In one of the biggest initial public offerings of 2022, Indonesian ride-hailing titan Gojek and the most visited desktop e-commerce site in Indonesia, Tokopedia, which merged on May 17th, 2021, finally listed on the Indonesia Stock Exchange on April 14th. PT GoTo Gojek Tokopedia Tbk stock listed at an IPO price of 338 Rupiah, which, after selling $% of the company’s shares, raised a whopping $1.1 billion dollars. GoTo’s IPO drew 300,000 investors to the IDX, setting a record for the highest number of participants in an IPO on the exchange ever.
Excellent First Day Gains For GoTo
The company that trades as GoTo’s IPO was considered a major success. After all, in the days following, its share price touched as high as 442 Rupiah. Despite not holding onto its momentum and slipping steadily back down toward its IPO price, the tech giant does have fantastic prospects for the year rendering the current downtrend negligible to its mid to long-term outlook. From 2020 to 2021, company revenue basically doubled, whereas, in 2022, 2021’s 6.258 trillion Rupiah is expected to reach 10.696 trillion Rupiah, or $744.8 million. That’s 41% revenue growth in a single year and fantastic momentum that no potential investor can ignore.
Despite the apparent whipsawing, GoTo is still the fourth largest company in Indonesia, with a total valuation of $28 billion. Investors who bought into the IPO are locked in for eight months, whereas those holding multiple class voting shares can’t sell for two years. The initial pricing of shares was believed to be at the high end of its fair value range, which makes the current slippage and volatility an expected effect following as part of the going-public plan.
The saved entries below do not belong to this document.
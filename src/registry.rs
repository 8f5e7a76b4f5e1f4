//! Group-keyed callback registry.
//!
//! The registry maps a group name to the callbacks of the participants that are
//! currently live in that group. It knows nothing about who calls it: self
//! exclusion is an explicit argument of [`CallbackRegistry::invoke_group`].
//!
//! # Examples
//!
//! ```
//! use callback_sync::{Callback, CallbackRegistry, DEFAULT_GROUP};
//!
//! # futures::executor::block_on(async {
//! let registry = CallbackRegistry::new();
//! registry.register(DEFAULT_GROUP, "1", Callback::from_fn(|| Ok(())));
//! registry.register(DEFAULT_GROUP, "2", Callback::from_fn(|| Ok(())));
//!
//! let report = registry.invoke_group(DEFAULT_GROUP, &["1"]).await;
//! assert_eq!(report.invoked, vec!["2".to_string()]);
//! # });
//! ```

use std::collections::HashMap;
use std::sync::{Arc, Mutex, MutexGuard};

use futures::future::{join_all, BoxFuture};
use futures::FutureExt;
use tracing::Instrument;

use crate::spawner::{self, Spawner};
use crate::{Callback, CallbackError, SyncEvent};

/// Name of the group used when none is specified.
pub const DEFAULT_GROUP: &str = "default";

/// Type alias for the user-supplied tracing callback.
///
/// The callback receives a reference to a [`SyncEvent`] every time the registry is
/// interacted with. It is never invoked while the group map is locked, so it may
/// call back into the registry.
pub type TraceCallback = dyn Fn(&SyncEvent) + Send + Sync + 'static;

type Groups = HashMap<String, HashMap<String, Callback>>;

/// Outcome of one [`CallbackRegistry::invoke_group`] pass.
#[derive(Debug, Clone, Default, PartialEq)]
pub struct InvokeReport {
    /// Ids whose callbacks were started, sorted
    pub invoked: Vec<String>,
    /// Callbacks that failed, with their errors
    pub failed: Vec<(String, CallbackError)>,
}

impl InvokeReport {
    pub fn is_success(&self) -> bool {
        self.failed.is_empty()
    }

    /// The failure recorded for `id`, if its callback ran and failed.
    pub fn failure_of(&self, id: &str) -> Option<&CallbackError> {
        self.failed
            .iter()
            .find(|(failed_id, _)| failed_id == id)
            .map(|(_, err)| err)
    }
}

/// An isolated synchronization domain.
///
/// Create one per domain and share it behind an `Arc`; coordinators keep only a
/// weak reference to it. All operations take `&self` and are safe to use from
/// multiple threads.
///
/// Started callbacks are detached onto a [`Spawner`] (the current tokio runtime
/// unless one is injected with [`CallbackRegistry::with_spawner`]), so they run
/// to completion even when the future awaiting the sync is dropped.
#[derive(Default)]
pub struct CallbackRegistry {
    groups: Mutex<Groups>,
    trace: Mutex<Option<Arc<TraceCallback>>>,
    spawner: Option<Arc<dyn Spawner>>,
}

impl CallbackRegistry {
    /// Creates an empty registry.
    pub fn new() -> Self {
        Self::default()
    }

    /// Creates an empty registry that runs started callbacks on `spawner`.
    ///
    /// # Example
    /// ```rust
    /// use callback_sync::CallbackRegistry;
    /// use futures::future::BoxFuture;
    ///
    /// let registry = CallbackRegistry::with_spawner(|task: BoxFuture<'static, ()>| {
    ///     std::thread::spawn(move || futures::executor::block_on(task));
    /// });
    /// # let _ = registry;
    /// ```
    pub fn with_spawner(spawner: impl Spawner + 'static) -> Self {
        CallbackRegistry {
            spawner: Some(Arc::new(spawner)),
            ..Self::default()
        }
    }

    // -------------------------------------------------------------------------------------------------
    // Tracing
    // -------------------------------------------------------------------------------------------------

    /// Sets a tracing callback that will be invoked on every registry interaction
    /// and for every callback failure during a group pass.
    ///
    /// # Example
    /// ```rust
    /// use callback_sync::CallbackRegistry;
    ///
    /// let registry = CallbackRegistry::new();
    /// registry.set_trace_callback(|event| println!("[sync-trace] {event}"));
    /// ```
    pub fn set_trace_callback(&self, callback: impl Fn(&SyncEvent) + Send + Sync + 'static) {
        let mut guard = self.trace.lock().unwrap_or_else(|p| p.into_inner());
        *guard = Some(Arc::new(callback));
    }

    /// Clears the tracing callback.
    pub fn clear_trace_callback(&self) {
        let mut guard = self.trace.lock().unwrap_or_else(|p| p.into_inner());
        *guard = None;
    }

    /// Clone out of the lock so the callback may replace itself.
    fn trace_callback(&self) -> Option<Arc<TraceCallback>> {
        self.trace.lock().unwrap_or_else(|p| p.into_inner()).clone()
    }

    fn emit_event(&self, event: SyncEvent) {
        if let Some(callback) = self.trace_callback() {
            callback(&event);
        }
    }

    // -------------------------------------------------------------------------------------------------
    // Registry
    // -------------------------------------------------------------------------------------------------

    /// Every mutation completes before the guard drops, so a poisoned map is
    /// still consistent.
    fn groups(&self) -> MutexGuard<'_, Groups> {
        self.groups.lock().unwrap_or_else(|p| p.into_inner())
    }

    /// Inserts the callback for `id` within `group`, replacing any previous one.
    pub fn register(&self, group: &str, id: &str, callback: Callback) {
        let replaced = self
            .groups()
            .entry(group.to_string())
            .or_default()
            .insert(id.to_string(), callback)
            .is_some();

        tracing::debug!(group, id, replaced, "callback registered");
        self.emit_event(SyncEvent::Register {
            group: group.to_string(),
            id: id.to_string(),
        });
    }

    /// Removes the entry for `id` within `group`.
    ///
    /// Returns whether an entry was present. Removing an unknown entry is not an error.
    pub fn remove(&self, group: &str, id: &str) -> bool {
        let found = {
            let mut groups = self.groups();
            match groups.get_mut(group) {
                Some(participants) => {
                    let found = participants.remove(id).is_some();
                    if participants.is_empty() {
                        groups.remove(group);
                    }
                    found
                }
                None => false,
            }
        };

        tracing::debug!(group, id, found, "callback removed");
        self.emit_event(SyncEvent::Remove {
            group: group.to_string(),
            id: id.to_string(),
            found,
        });
        found
    }

    /// Starts `callback` detached from the caller and returns its outcome.
    ///
    /// Dropping the returned future does not cancel the callback, unless no
    /// spawner is available and it is polled inline.
    pub(crate) fn start(
        &self,
        callback: &Callback,
    ) -> BoxFuture<'static, Result<(), CallbackError>> {
        spawner::detach(spawner::resolve(self.spawner.as_ref()), callback.call())
    }

    /// Invokes every live callback in `group` whose id is not in `exclude`.
    ///
    /// The participants are snapshotted when the call is made; callbacks that
    /// register or remove participants while running affect only later passes.
    /// All callbacks are started together and awaited concurrently. A failing
    /// or panicking callback never stops its siblings; failures are logged,
    /// forwarded to the trace callback and collected in the returned report.
    /// An unknown group is treated as empty.
    ///
    /// Dropping the returned future stops waiting but does not cancel callbacks
    /// that were already started; their failures are still logged and traced.
    pub async fn invoke_group<S: AsRef<str>>(&self, group: &str, exclude: &[S]) -> InvokeReport {
        let (snapshot, excluded) = {
            let groups = self.groups();
            let mut snapshot = Vec::new();
            let mut excluded = 0;
            for (id, callback) in groups.get(group).into_iter().flatten() {
                if exclude.iter().any(|skip| skip.as_ref() == id) {
                    excluded += 1;
                } else {
                    snapshot.push((id.clone(), callback.clone()));
                }
            }
            (snapshot, excluded)
        };

        let span = tracing::debug_span!("invoke_group", group, invoked = snapshot.len());
        span.in_scope(|| tracing::debug!(excluded, "invoking group"));
        self.emit_event(SyncEvent::Invoke {
            group: group.to_string(),
            invoked: snapshot.len(),
            excluded,
        });

        let spawner = spawner::resolve(self.spawner.as_ref());
        let trace = self.trace_callback();
        let (ids, pending): (Vec<String>, Vec<_>) = snapshot
            .into_iter()
            .map(|(id, callback)| {
                let work = report_failure(group, &id, trace.clone(), callback.call())
                    .instrument(span.clone())
                    .boxed();
                (id, spawner::detach(spawner.clone(), work))
            })
            .unzip();
        let outcomes = join_all(pending).instrument(span).await;

        let mut report = InvokeReport::default();
        for (id, outcome) in ids.into_iter().zip(outcomes) {
            if let Err(error) = outcome {
                report.failed.push((id.clone(), error));
            }
            report.invoked.push(id);
        }
        report.invoked.sort();
        report.failed.sort_by(|a, b| a.0.cmp(&b.0));
        report
    }

    /// Checks whether `id` is currently live in `group`.
    pub fn contains(&self, group: &str, id: &str) -> bool {
        self.groups()
            .get(group)
            .is_some_and(|participants| participants.contains_key(id))
    }

    /// Returns the ids currently live in `group`, sorted.
    pub fn participants(&self, group: &str) -> Vec<String> {
        let mut ids: Vec<String> = self
            .groups()
            .get(group)
            .map(|participants| participants.keys().cloned().collect())
            .unwrap_or_default();
        ids.sort();
        ids
    }

    /// Returns the names of groups with at least one participant, sorted.
    pub fn group_names(&self) -> Vec<String> {
        let mut names: Vec<String> = self.groups().keys().cloned().collect();
        names.sort();
        names
    }

    /// Number of live participants in `group`.
    pub fn group_len(&self, group: &str) -> usize {
        self.groups().get(group).map_or(0, HashMap::len)
    }

    /// Number of live participants across all groups.
    pub fn len(&self) -> usize {
        self.groups().values().map(HashMap::len).sum()
    }

    pub fn is_empty(&self) -> bool {
        self.groups().is_empty()
    }

    /// Drops every registration. Intended for tests.
    #[doc(hidden)]
    pub fn clear(&self) {
        self.groups().clear();
    }
}

/// Logs and traces a failed group callback where it finishes, so the report
/// survives the sync caller going away.
fn report_failure(
    group: &str,
    id: &str,
    trace: Option<Arc<TraceCallback>>,
    call: BoxFuture<'static, Result<(), CallbackError>>,
) -> BoxFuture<'static, Result<(), CallbackError>> {
    let group = group.to_string();
    let id = id.to_string();
    async move {
        let outcome = call.await;
        if let Err(error) = &outcome {
            tracing::warn!(id = %id, %error, "callback failed during group sync");
            if let Some(trace) = trace {
                trace(&SyncEvent::CallbackFailed {
                    group,
                    id,
                    error: error.clone(),
                });
            }
        }
        outcome
    }
    .boxed()
}

impl std::fmt::Debug for CallbackRegistry {
    fn fmt(&self, f: &mut std::fmt::Formatter<'_>) -> std::fmt::Result {
        let groups = self.groups();
        let mut map = f.debug_map();
        for (group, participants) in groups.iter() {
            let mut ids: Vec<&String> = participants.keys().collect();
            ids.sort();
            map.entry(group, &ids);
        }
        map.finish()
    }
}

// -------------------------------------------------------------------------------------------------
// Tests
// -------------------------------------------------------------------------------------------------
use axum::{
    Json, Router,
    body::Bytes,
    extract::State,
    http::{HeaderMap, StatusCode},
    response::IntoResponse,
    routing::post,
};

use crate::{
    payments::{PaymentError, fulfillment, signature::SIGNATURE_HEADER},
    web::{AppState, WebError, WebResult, dto::commerce::WebhookAck, error::ErrorResponse},
};

pub fn routes<S>(state: AppState) -> Router<S> {
    Router::new()
        .route("/payments", post(webhooks_payments_handler))
        .with_state(state)
}

#[utoipa::path(
    post,
    path = "/api/v1/webhooks/payments",
    description = "Payment provider events. The raw body is verified against the signature header",
    request_body(content = String, content_type = "application/json"),
    responses(
        (status = 200, description = "Event acknowledged", body = WebhookAck),
        (status = 400, description = "Bad signature, payload or metadata", body = ErrorResponse),
        (status = 500, description = "Internal server error", body = ErrorResponse),
    ),
    tag = "webhooks"
)]
async fn webhooks_payments_handler(
    State(state): State<AppState>,
    headers: HeaderMap,
    body: Bytes,
) -> WebResult<impl IntoResponse> {
    let header = headers
        .get(SIGNATURE_HEADER)
        .and_then(|value| value.to_str().ok())
        .ok_or_else(|| WebError::server_payment_error(PaymentError::SignatureHeaderMalformed))?;

    let event = state
        .payments()
        .construct_event(&body, header)
        .map_err(|e| {
            tracing::warn!(error = %e, "rejected webhook delivery");
            WebError::server_payment_error(e)
        })?;

    let outcome = fulfillment::handle_event(state.pool(), &event)
        .await
        .map_err(WebError::server_payment_error)?;

    Ok((StatusCode::OK, Json(WebhookAck::from(outcome))))
}
use crate::model::repo::ResourceTyped;
use crate::model::{ModelManager, error::DatabaseResult};
use crate::web::AuthenticatedUser;
use chrono::{DateTime, Utc};
use serde::{Deserialize, Serialize};
use sqlx::prelude::FromRow;
use uuid::Uuid;

#[derive(Debug, Clone, Serialize, Deserialize, FromRow, utoipa::ToSchema)]
pub struct LessonProgress {
    id: Uuid,
    user_id: Uuid,
    lesson_id: Uuid,
    completed: bool,
    completed_at: Option<DateTime<Utc>>,
}

impl ResourceTyped for LessonProgress {
    fn get_resource_type() -> crate::model::ResourceType {
        crate::model::ResourceType::LessonProgress
    }
}

impl LessonProgress {
    pub fn id(&self) -> Uuid {
        self.id
    }

    pub fn user_id(&self) -> Uuid {
        self.user_id
    }

    pub fn lesson_id(&self) -> Uuid {
        self.lesson_id
    }

    pub fn completed(&self) -> bool {
        self.completed
    }

    pub fn completed_at(&self) -> Option<&DateTime<Utc>> {
        self.completed_at.as_ref()
    }

    /// Marks the lesson completed for the actor. Completing twice keeps the first
    /// completion time.
    pub async fn mark_completed(
        mm: &ModelManager,
        actor: &AuthenticatedUser,
        lesson_id: Uuid,
    ) -> DatabaseResult<Self> {
        let row = sqlx::query_as(
            r#"
            INSERT INTO lesson_progress (id, user_id, lesson_id, completed, completed_at)
            VALUES ($1, $2, $3, TRUE, now())
            ON CONFLICT (user_id, lesson_id) DO UPDATE
                SET completed = TRUE,
                    completed_at = COALESCE(lesson_progress.completed_at, EXCLUDED.completed_at)
            RETURNING *
            "#,
        )
        .bind(Uuid::new_v4())
        .bind(actor.user_id())
        .bind(lesson_id)
        .fetch_one(mm.executor())
        .await?;

        Ok(row)
    }

    pub async fn is_completed(
        mm: &ModelManager,
        actor: &AuthenticatedUser,
        lesson_id: Uuid,
    ) -> DatabaseResult<bool> {
        let completed: Option<bool> = sqlx::query_scalar(
            "SELECT completed FROM lesson_progress WHERE user_id = $1 AND lesson_id = $2",
        )
        .bind(actor.user_id())
        .bind(lesson_id)
        .fetch_optional(mm.executor())
        .await?;

        Ok(completed.unwrap_or(false))
    }
}
mod user;
pub use user::{UserEntity, UserEntityCreateUpdate, normalize_email};

mod course;
pub use course::{Course, CourseCreate};

mod section;
pub use section::{Section, SectionCreate};

mod lesson;
pub use lesson::{Lesson, LessonCreate, LessonOutlineRow};

mod attachment;
pub use attachment::{Attachment, AttachmentCreate};

mod quiz;
pub use quiz::{Quiz, QuizCreate};

mod question;
pub use question::{Question, QuestionCreate};

mod quiz_attempt;
pub use quiz_attempt::{QuizAttempt, QuizAttemptCreate};

mod lesson_progress;
pub use lesson_progress::LessonProgress;

mod digital_product;
pub use digital_product::{DigitalProduct, DigitalProductCreate};

mod purchase;
pub use purchase::{CoursePurchase, ProductPurchase, PurchaseCreate, claim_guest_purchases};

mod dashboard;
pub use dashboard::{OwnedCourseRow, OwnedProductRow};
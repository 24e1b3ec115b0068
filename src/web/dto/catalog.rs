use serde::{Deserialize, Serialize};
use uuid::Uuid;

use crate::model::entity::{Course, LessonOutlineRow, Section};

#[derive(Debug, Serialize, Deserialize, utoipa::ToSchema)]
pub struct SectionOutline {
    pub id: Uuid,
    pub title: String,
    pub order_index: i32,
    pub lessons: Vec<LessonOutlineRow>,
}

#[derive(Debug, Serialize, Deserialize, utoipa::ToSchema)]
pub struct CourseOutline {
    #[serde(flatten)]
    pub course: Course,
    pub sections: Vec<SectionOutline>,
}

impl CourseOutline {
    /// Groups lesson rows under their sections, keeping both orders as given.
    pub fn from_rows(course: Course, sections: Vec<Section>, lessons: Vec<LessonOutlineRow>) -> Self {
        let mut sections: Vec<SectionOutline> = sections
            .into_iter()
            .map(|s| SectionOutline {
                id: s.id(),
                title: s.title().to_string(),
                order_index: s.order_index(),
                lessons: Vec::new(),
            })
            .collect();

        for lesson in lessons {
            if let Some(section) = sections.iter_mut().find(|s| s.id == lesson.section_id) {
                section.lessons.push(lesson);
            }
        }

        Self { course, sections }
    }
}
GoTo Group Statistics & Metrics
The GoTo Group is comprised of three main divisions, namely GoPay, Tokopedia and GoFinance. Tokopedia draws 47.9% of the gross transaction value, whereas GoTo Financial contributes 36.2%, according to the company’s IPO prospectus. GoTo Financial is the company’s go-to candidate for having the highest profit generation potential. Gross transaction volume of the two companies at the time of the merger totalled $22 billion for 2020, whereas by 2021, the GTV rose to $28.8 billion. Despite not pulling the most momentum seen and the fact that stock is trading at 44x forward Price to Earnings at the time of listing, the tech industry is in a slump which could mark an opportunity for new investors to capture stock at what may soon be seen as a record low.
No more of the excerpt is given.